### Data under study
--- START ---

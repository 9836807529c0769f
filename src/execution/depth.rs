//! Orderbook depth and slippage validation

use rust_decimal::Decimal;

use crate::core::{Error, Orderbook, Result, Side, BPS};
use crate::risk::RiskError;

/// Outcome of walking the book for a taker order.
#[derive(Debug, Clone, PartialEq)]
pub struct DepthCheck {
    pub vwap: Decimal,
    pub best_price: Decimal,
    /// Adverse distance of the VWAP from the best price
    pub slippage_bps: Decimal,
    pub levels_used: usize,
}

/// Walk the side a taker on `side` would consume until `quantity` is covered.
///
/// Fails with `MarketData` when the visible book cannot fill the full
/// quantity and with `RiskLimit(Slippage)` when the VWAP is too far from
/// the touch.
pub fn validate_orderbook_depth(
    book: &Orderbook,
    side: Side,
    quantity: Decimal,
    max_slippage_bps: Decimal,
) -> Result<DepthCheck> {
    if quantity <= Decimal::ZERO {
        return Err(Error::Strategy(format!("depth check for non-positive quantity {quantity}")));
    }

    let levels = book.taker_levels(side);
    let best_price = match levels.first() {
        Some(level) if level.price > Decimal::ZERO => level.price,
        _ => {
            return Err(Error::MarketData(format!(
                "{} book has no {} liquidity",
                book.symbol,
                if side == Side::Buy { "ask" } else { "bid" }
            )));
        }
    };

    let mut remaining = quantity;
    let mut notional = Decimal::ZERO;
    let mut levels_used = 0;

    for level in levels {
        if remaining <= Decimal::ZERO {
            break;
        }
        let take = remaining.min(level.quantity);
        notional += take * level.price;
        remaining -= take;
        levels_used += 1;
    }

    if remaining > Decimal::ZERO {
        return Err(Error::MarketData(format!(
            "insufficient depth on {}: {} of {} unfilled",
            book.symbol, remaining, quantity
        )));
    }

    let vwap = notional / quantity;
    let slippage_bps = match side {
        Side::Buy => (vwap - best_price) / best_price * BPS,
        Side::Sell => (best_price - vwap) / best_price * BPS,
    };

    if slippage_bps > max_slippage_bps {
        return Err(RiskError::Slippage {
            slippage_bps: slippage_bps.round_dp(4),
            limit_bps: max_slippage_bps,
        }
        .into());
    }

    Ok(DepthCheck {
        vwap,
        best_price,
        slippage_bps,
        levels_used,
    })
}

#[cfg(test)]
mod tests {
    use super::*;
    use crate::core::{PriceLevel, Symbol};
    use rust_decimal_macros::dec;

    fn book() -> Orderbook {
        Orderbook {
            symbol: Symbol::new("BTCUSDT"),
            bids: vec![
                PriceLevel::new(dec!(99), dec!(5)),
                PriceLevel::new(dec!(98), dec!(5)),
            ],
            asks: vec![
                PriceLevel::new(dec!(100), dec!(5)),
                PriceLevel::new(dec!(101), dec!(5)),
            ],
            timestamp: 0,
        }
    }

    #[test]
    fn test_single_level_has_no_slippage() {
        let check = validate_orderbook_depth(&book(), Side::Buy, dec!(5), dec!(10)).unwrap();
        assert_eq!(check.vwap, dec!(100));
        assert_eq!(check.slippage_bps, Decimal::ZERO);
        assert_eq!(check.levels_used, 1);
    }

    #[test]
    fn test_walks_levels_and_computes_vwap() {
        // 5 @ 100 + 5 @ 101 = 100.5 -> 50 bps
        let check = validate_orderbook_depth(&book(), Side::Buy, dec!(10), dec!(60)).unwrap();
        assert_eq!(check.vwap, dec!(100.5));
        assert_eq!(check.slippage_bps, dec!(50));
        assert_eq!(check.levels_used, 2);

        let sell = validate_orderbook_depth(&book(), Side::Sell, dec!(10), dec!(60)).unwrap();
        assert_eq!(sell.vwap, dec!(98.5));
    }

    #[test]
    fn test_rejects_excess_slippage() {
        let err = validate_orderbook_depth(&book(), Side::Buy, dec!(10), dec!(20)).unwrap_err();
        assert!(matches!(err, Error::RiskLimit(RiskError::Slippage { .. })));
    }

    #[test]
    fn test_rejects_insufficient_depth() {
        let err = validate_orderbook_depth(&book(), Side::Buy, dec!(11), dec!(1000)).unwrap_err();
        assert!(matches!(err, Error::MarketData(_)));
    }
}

--- END ---

### The problem
Print again the lines of the entries above that fall between the line holding "use crate::risk::RiskError;" and the line holding "let slippage_bps = match", inclusive, exactly as they stand.

### Task response
use crate::risk::RiskError;

/// Outcome of walking the book for a taker order.
#[derive(Debug, Clone, PartialEq)]
pub struct DepthCheck {
    pub vwap: Decimal,
    pub best_price: Decimal,
    /// Adverse distance of the VWAP from the best price
    pub slippage_bps: Decimal,
    pub levels_used: usize,
}

/// Walk the side a taker on `side` would consume until `quantity` is covered.
///
/// Fails with `MarketData` when the visible book cannot fill the full
/// quantity and with `RiskLimit(Slippage)` when the VWAP is too far from
/// the touch.
pub fn validate_orderbook_depth(
    book: &Orderbook,
    side: Side,
    quantity: Decimal,
    max_slippage_bps: Decimal,
) -> Result<DepthCheck> {
    if quantity <= Decimal::ZERO {
        return Err(Error::Strategy(format!("depth check for non-positive quantity {quantity}")));
    }

    let levels = book.taker_levels(side);
    let best_price = match levels.first() {
        Some(level) if level.price > Decimal::ZERO => level.price,
        _ => {
            return Err(Error::MarketData(format!(
                "{} book has no {} liquidity",
                book.symbol,
                if side == Side::Buy { "ask" } else { "bid" }
            )));
        }
    };

    let mut remaining = quantity;
    let mut notional = Decimal::ZERO;
    let mut levels_used = 0;

    for level in levels {
        if remaining <= Decimal::ZERO {
            break;
        }
        let take = remaining.min(level.quantity);
        notional += take * level.price;
        remaining -= take;
        levels_used += 1;
    }

    if remaining > Decimal::ZERO {
        return Err(Error::MarketData(format!(
            "insufficient depth on {}: {} of {} unfilled",
            book.symbol, remaining, quantity
        )));
    }

    let vwap = notional / quantity;
    let slippage_bps = match side {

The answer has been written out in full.